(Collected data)
+ + + +

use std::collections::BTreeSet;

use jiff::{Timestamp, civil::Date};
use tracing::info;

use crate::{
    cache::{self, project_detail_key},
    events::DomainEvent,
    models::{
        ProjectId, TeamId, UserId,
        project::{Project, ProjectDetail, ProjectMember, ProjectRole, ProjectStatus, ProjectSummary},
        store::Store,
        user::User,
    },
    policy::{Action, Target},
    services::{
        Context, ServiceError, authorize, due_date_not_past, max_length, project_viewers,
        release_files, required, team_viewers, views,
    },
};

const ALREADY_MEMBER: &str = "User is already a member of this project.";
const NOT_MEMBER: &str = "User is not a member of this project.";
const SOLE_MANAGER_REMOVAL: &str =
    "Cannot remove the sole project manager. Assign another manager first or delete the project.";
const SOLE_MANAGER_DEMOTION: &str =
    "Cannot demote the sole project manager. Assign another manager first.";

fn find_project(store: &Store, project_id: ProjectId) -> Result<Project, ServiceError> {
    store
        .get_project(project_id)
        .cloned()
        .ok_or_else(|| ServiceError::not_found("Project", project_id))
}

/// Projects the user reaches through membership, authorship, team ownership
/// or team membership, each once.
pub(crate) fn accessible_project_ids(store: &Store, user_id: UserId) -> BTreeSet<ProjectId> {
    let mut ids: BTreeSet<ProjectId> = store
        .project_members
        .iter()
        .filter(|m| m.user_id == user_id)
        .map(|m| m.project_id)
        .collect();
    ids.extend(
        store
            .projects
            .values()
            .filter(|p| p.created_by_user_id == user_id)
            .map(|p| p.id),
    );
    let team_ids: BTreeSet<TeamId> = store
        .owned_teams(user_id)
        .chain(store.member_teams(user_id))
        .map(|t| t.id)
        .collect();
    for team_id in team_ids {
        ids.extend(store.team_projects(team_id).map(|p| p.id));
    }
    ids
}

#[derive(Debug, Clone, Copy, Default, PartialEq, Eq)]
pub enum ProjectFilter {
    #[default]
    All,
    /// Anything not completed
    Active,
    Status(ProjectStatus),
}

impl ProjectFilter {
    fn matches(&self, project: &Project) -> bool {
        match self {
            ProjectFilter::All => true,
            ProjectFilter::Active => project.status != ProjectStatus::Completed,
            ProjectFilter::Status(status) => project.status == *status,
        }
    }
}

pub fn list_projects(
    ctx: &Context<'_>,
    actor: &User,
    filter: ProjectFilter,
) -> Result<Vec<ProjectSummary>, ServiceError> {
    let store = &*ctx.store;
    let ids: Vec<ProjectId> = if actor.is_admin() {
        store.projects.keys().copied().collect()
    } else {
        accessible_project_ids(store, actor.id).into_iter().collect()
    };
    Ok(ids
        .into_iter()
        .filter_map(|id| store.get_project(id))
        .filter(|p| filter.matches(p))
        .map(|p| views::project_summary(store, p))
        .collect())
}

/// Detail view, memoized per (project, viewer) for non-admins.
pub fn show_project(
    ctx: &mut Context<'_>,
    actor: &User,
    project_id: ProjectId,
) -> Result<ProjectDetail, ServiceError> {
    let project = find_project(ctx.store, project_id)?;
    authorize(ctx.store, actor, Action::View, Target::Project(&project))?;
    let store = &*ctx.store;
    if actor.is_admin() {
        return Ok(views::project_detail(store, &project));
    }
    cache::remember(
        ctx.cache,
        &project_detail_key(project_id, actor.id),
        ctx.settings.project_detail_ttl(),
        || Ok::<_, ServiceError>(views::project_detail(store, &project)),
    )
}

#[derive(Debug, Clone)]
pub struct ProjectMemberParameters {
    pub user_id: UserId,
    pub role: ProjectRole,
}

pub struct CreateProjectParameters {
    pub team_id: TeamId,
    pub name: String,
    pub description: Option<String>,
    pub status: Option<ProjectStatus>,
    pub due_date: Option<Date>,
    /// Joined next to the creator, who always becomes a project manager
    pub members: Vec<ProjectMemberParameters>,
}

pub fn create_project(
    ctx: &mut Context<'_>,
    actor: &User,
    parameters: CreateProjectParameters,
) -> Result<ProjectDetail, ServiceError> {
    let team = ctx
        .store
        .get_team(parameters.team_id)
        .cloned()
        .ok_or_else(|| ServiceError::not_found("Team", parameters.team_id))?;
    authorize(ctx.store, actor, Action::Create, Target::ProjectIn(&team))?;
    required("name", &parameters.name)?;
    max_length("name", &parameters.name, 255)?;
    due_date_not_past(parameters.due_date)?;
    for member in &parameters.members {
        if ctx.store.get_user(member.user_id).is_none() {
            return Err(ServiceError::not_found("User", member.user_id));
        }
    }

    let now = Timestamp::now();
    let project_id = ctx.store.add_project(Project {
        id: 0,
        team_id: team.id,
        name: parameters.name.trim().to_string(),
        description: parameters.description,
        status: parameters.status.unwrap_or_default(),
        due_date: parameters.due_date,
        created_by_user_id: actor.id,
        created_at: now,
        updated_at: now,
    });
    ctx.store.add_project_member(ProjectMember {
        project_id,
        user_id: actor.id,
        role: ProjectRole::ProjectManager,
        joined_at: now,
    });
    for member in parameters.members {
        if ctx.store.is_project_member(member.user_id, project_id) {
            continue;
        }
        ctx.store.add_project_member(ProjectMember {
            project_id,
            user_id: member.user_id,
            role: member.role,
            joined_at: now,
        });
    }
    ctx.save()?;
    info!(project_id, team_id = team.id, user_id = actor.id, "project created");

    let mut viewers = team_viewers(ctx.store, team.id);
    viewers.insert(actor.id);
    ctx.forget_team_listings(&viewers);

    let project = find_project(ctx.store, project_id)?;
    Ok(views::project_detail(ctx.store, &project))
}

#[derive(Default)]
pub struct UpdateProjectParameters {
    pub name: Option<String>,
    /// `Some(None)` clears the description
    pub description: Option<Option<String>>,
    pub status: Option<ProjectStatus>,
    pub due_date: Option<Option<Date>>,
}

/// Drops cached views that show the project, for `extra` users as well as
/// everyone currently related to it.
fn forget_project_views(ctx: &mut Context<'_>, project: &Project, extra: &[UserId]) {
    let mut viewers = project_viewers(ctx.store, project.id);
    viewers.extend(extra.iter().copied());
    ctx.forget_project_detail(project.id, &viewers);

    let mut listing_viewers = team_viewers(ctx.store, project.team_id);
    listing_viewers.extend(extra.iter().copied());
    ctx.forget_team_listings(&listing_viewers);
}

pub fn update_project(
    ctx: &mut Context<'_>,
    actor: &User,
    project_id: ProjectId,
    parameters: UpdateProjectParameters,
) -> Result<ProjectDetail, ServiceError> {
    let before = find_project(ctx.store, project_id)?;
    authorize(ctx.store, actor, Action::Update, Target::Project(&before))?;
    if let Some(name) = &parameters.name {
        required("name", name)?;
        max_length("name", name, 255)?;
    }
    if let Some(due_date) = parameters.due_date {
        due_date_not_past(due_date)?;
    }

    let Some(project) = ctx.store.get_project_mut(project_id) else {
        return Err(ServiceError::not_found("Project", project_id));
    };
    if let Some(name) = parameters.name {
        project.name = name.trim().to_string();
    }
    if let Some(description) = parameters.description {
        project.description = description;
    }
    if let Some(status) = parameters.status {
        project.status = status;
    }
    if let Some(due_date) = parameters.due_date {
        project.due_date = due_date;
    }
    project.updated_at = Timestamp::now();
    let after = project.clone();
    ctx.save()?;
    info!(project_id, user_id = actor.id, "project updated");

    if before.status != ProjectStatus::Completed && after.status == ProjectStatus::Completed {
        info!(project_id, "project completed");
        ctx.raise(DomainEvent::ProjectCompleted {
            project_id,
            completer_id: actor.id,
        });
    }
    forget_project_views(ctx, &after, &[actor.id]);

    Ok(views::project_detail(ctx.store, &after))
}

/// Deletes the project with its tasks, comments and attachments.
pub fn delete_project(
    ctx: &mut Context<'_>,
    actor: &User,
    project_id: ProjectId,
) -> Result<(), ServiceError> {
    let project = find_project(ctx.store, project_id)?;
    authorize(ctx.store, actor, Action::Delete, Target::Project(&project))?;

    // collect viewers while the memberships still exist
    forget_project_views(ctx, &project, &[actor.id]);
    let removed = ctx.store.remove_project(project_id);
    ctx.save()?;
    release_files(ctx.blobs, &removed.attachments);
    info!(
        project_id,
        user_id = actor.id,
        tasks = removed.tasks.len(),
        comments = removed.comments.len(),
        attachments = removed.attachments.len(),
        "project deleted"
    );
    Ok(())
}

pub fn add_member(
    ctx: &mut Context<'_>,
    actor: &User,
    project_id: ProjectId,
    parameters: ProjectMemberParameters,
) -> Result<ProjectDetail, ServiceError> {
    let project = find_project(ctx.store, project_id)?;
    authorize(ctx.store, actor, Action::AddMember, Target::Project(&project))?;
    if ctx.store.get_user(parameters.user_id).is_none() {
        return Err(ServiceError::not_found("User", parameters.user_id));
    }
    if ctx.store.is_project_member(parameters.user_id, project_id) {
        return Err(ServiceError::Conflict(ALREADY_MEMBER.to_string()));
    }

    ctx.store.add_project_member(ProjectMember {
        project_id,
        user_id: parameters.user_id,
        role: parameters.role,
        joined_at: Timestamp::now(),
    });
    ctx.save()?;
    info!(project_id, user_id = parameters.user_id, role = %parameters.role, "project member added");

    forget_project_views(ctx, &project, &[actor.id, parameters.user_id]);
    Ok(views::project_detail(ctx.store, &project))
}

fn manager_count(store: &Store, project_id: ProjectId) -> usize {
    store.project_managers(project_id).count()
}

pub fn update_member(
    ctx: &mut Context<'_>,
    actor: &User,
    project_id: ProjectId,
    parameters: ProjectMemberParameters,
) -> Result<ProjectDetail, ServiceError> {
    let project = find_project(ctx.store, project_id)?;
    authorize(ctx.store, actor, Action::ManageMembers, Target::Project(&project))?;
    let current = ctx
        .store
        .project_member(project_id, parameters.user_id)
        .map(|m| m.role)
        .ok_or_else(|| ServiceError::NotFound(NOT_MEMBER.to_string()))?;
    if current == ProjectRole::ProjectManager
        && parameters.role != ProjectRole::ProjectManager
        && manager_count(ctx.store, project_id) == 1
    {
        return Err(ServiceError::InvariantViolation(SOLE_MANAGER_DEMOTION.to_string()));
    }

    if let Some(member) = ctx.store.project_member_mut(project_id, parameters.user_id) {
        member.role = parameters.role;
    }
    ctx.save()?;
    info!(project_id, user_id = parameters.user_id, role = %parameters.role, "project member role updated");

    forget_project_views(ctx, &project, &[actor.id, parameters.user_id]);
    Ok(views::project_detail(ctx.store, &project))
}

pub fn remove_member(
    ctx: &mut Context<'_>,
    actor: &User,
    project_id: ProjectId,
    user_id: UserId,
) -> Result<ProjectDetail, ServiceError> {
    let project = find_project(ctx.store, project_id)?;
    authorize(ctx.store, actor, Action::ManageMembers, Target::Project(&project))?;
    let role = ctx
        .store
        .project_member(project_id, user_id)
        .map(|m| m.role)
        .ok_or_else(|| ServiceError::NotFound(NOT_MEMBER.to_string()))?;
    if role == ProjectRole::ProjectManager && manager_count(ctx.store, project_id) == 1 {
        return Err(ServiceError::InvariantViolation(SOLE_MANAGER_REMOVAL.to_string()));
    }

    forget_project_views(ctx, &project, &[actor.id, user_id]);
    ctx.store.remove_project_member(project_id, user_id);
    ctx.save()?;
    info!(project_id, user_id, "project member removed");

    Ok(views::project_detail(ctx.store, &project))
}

+ + + +

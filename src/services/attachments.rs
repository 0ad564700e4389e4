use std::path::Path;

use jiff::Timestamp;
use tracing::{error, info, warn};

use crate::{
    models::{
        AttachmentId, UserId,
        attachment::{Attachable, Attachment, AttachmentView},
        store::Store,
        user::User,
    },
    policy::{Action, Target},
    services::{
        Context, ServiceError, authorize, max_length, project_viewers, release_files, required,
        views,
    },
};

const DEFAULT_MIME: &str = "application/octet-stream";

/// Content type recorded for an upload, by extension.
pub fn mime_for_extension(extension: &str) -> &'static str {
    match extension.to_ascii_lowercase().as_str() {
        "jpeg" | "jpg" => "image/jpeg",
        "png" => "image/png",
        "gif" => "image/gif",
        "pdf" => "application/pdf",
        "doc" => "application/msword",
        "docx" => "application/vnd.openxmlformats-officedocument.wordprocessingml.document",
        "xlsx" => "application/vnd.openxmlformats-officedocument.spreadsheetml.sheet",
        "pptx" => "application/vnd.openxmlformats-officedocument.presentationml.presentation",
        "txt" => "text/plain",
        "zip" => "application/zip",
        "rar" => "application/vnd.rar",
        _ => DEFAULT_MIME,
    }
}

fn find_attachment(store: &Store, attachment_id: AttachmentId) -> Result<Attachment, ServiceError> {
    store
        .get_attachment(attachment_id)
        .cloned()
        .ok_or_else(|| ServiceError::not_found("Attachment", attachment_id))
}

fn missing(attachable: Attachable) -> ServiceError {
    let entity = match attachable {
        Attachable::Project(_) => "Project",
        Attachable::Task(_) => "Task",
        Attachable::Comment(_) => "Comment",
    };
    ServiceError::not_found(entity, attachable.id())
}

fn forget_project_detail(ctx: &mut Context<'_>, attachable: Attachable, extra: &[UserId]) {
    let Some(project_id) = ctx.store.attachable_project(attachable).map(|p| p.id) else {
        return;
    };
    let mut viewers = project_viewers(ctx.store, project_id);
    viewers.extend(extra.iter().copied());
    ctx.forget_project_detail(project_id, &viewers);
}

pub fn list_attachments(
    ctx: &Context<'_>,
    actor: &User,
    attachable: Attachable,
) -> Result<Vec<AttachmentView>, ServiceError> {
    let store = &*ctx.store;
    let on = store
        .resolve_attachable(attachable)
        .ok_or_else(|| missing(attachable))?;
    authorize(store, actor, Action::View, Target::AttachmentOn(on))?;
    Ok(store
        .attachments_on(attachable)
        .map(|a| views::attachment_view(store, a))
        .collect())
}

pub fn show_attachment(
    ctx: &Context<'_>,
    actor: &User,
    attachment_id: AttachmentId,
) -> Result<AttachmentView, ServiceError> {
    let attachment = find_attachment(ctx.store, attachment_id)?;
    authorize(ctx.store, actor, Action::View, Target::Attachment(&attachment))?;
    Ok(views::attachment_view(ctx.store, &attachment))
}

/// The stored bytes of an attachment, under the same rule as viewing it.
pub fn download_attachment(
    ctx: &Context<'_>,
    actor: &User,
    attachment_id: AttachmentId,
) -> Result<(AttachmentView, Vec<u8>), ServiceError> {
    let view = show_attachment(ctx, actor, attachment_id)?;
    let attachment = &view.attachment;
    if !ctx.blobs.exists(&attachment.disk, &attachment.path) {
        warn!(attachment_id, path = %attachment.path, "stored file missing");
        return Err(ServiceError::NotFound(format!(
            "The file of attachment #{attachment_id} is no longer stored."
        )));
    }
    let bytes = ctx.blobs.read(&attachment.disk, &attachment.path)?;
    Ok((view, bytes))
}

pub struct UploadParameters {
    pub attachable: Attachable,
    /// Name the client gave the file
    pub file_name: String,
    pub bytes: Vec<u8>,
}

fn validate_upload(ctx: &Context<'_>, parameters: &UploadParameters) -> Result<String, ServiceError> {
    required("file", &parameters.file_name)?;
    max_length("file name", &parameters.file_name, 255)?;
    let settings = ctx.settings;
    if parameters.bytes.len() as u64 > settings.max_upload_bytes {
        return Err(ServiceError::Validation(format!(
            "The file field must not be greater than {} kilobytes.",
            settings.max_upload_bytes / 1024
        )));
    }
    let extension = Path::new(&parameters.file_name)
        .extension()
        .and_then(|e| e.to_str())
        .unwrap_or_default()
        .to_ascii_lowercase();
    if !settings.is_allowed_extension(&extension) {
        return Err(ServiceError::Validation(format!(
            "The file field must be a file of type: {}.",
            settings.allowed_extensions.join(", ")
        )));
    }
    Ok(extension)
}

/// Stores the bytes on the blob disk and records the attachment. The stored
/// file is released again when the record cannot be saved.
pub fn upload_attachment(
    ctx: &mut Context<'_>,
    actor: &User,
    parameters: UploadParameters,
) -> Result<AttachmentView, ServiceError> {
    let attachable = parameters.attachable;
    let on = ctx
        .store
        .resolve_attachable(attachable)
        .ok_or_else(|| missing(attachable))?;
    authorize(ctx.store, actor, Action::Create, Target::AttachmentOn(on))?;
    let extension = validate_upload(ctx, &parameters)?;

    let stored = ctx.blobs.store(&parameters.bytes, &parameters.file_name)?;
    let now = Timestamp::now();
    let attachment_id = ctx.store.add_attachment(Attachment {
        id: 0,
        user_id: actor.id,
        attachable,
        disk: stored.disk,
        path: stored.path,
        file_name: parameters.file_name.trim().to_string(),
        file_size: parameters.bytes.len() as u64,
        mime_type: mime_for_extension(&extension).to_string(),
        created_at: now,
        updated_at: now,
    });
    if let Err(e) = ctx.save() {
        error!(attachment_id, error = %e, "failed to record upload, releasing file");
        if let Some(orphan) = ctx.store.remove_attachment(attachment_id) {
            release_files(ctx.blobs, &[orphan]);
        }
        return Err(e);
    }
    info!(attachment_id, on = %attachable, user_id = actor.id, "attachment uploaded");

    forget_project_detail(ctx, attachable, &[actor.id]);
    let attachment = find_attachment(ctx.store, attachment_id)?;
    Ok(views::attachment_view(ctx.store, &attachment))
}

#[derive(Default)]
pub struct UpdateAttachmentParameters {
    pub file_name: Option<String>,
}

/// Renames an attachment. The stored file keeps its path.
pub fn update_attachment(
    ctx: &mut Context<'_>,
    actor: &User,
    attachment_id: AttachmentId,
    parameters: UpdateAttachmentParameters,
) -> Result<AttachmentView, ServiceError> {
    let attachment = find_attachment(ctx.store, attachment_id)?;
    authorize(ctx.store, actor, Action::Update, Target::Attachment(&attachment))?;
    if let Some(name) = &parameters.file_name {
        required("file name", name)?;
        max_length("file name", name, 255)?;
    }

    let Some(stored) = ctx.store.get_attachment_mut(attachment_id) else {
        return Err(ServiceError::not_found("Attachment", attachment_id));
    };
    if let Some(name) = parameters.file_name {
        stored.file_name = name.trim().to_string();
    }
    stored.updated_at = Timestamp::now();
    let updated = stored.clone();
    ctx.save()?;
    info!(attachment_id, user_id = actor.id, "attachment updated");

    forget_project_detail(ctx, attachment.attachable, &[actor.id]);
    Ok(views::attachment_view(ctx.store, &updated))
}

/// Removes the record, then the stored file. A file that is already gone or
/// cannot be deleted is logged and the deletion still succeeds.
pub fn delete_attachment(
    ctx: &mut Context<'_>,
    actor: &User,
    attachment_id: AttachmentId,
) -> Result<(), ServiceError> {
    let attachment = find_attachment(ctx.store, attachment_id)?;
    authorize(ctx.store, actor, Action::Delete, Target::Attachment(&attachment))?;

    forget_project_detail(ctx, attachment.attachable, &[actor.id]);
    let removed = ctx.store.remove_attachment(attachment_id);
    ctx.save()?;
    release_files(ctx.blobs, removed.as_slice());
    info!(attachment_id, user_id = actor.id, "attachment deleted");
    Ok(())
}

+ + + +

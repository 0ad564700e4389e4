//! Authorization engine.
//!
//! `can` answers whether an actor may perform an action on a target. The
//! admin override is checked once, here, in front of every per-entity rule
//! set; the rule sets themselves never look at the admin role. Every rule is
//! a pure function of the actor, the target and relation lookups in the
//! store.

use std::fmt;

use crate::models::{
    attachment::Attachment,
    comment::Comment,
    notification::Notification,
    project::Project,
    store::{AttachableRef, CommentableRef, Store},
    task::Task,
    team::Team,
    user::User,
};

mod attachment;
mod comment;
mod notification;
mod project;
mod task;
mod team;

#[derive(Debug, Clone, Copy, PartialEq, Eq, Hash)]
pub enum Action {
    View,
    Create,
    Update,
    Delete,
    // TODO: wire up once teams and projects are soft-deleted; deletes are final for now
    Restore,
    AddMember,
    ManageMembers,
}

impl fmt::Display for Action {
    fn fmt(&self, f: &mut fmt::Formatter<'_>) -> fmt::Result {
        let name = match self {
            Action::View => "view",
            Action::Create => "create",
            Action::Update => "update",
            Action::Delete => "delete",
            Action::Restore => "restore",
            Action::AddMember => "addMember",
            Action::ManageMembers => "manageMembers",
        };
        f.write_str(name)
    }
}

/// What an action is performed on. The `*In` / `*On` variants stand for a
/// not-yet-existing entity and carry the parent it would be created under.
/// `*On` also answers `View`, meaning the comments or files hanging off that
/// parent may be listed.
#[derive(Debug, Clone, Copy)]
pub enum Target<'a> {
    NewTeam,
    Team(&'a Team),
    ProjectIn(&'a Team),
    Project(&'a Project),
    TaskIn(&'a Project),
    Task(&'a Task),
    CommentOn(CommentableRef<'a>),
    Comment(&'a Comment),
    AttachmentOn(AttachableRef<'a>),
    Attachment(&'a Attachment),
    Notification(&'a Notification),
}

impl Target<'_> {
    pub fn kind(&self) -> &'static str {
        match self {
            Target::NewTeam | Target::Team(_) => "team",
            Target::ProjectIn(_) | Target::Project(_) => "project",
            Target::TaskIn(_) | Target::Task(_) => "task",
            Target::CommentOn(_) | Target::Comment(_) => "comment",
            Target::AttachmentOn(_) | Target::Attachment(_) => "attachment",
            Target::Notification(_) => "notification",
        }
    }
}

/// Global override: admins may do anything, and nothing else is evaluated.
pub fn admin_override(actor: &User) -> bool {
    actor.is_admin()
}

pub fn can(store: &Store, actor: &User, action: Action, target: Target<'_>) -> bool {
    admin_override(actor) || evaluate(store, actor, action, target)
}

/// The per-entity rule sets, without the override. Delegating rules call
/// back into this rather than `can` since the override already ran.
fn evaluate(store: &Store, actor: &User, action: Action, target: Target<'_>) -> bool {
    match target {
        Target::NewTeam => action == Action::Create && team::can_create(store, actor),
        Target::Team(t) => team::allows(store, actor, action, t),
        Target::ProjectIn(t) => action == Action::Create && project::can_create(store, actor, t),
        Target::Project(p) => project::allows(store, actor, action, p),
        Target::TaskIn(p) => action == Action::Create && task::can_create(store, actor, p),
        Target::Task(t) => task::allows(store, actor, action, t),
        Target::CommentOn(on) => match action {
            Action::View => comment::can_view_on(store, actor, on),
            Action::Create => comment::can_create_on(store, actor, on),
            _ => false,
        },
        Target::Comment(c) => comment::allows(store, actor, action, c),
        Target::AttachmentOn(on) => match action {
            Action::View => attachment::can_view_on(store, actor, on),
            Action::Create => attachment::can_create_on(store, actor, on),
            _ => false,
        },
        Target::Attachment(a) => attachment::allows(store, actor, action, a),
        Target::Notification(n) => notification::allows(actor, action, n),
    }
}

+ + + +

**Assignment**
Copy each line of the preceding data that contains the string "ProjectStatus".

**Your solution**
        project::{Project, ProjectDetail, ProjectMember, ProjectRole, ProjectStatus, ProjectSummary},
    Status(ProjectStatus),
            ProjectFilter::Active => project.status != ProjectStatus::Completed,
    pub status: Option<ProjectStatus>,
    pub status: Option<ProjectStatus>,
    if before.status != ProjectStatus::Completed && after.status == ProjectStatus::Completed {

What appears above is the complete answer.